__Task objective__
Repeat each entry exactly.

Data supplied: Begin

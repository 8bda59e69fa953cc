//
// Copyright (c) The Holo Core Contributors
//
// SPDX-License-Identifier: MIT
//

use tracing::{debug, debug_span, trace, trace_span};

use crate::CallbackOp;
use crate::configuration::CommitPhase;

#[derive(Debug)]
pub enum Debug<'a> {
    CommitStart(usize),
    CommitDone(usize, usize),
    ConfigurationCallback(CommitPhase, CallbackOp, &'a str),
    ApplyFinishCallback(&'a str),
    CallbackNotFound(CallbackOp, &'a str),
}

// ===== impl Debug =====

impl Debug<'_> {
    pub fn log(&self) {
        match self {
            Debug::CommitStart(changes) => {
                debug_span!("northbound").in_scope(|| {
                    debug!(%changes, "{}", self);
                });
            }
            Debug::CommitDone(changes, errors) => {
                debug_span!("northbound").in_scope(|| {
                    debug!(%changes, %errors, "{}", self);
                });
            }
            Debug::ConfigurationCallback(phase, operation, path) => {
                trace_span!("northbound").in_scope(|| {
                    trace!(
                        ?phase, %operation, %path,
                        "{}", self
                    )
                });
            }
            Debug::ApplyFinishCallback(path) => {
                trace_span!("northbound")
                    .in_scope(|| trace!(%path, "{}", self));
            }
            Debug::CallbackNotFound(operation, path) => {
                trace_span!("northbound")
                    .in_scope(|| trace!(%operation, %path, "{}", self));
            }
        }
    }
}

impl std::fmt::Display for Debug<'_> {
    fn fmt(&self, f: &mut std::fmt::Formatter<'_>) -> std::fmt::Result {
        match self {
            Debug::CommitStart(..) => {
                write!(f, "starting configuration transaction")
            }
            Debug::CommitDone(..) => {
                write!(f, "configuration transaction committed")
            }
            Debug::ConfigurationCallback(..) => {
                write!(f, "configuration callback")
            }
            Debug::ApplyFinishCallback(..) => {
                write!(f, "apply_finish callback")
            }
            Debug::CallbackNotFound(..) => {
                write!(f, "no callbacks registered")
            }
        }
    }
}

Data supplied: End

__Solution to this problem__
repository 8bda59e69fa953cc
//
// Copyright (c) The Holo Core Contributors
//
// SPDX-License-Identifier: MIT
//

use tracing::{debug, debug_span, trace, trace_span};

use crate::CallbackOp;
use crate::configuration::CommitPhase;

#[derive(Debug)]
pub enum Debug<'a> {
    CommitStart(usize),
    CommitDone(usize, usize),
    ConfigurationCallback(CommitPhase, CallbackOp, &'a str),
    ApplyFinishCallback(&'a str),
    CallbackNotFound(CallbackOp, &'a str),
}

// ===== impl Debug =====

impl Debug<'_> {
    pub fn log(&self) {
        match self {
            Debug::CommitStart(changes) => {
                debug_span!("northbound").in_scope(|| {
                    debug!(%changes, "{}", self);
                });
            }
            Debug::CommitDone(changes, errors) => {
                debug_span!("northbound").in_scope(|| {
                    debug!(%changes, %errors, "{}", self);
                });
            }
            Debug::ConfigurationCallback(phase, operation, path) => {
                trace_span!("northbound").in_scope(|| {
                    trace!(
                        ?phase, %operation, %path,
                        "{}", self
                    )
                });
            }
            Debug::ApplyFinishCallback(path) => {
                trace_span!("northbound")
                    .in_scope(|| trace!(%path, "{}", self));
            }
            Debug::CallbackNotFound(operation, path) => {
                trace_span!("northbound")
                    .in_scope(|| trace!(%operation, %path, "{}", self));
            }
        }
    }
}

impl std::fmt::Display for Debug<'_> {
    fn fmt(&self, f: &mut std::fmt::Formatter<'_>) -> std::fmt::Result {
        match self {
            Debug::CommitStart(..) => {
                write!(f, "starting configuration transaction")
            }
            Debug::CommitDone(..) => {
                write!(f, "configuration transaction committed")
            }
            Debug::ConfigurationCallback(..) => {
                write!(f, "configuration callback")
            }
            Debug::ApplyFinishCallback(..) => {
                write!(f, "apply_finish callback")
            }
            Debug::CallbackNotFound(..) => {
                write!(f, "no callbacks registered")
            }
        }
    }
}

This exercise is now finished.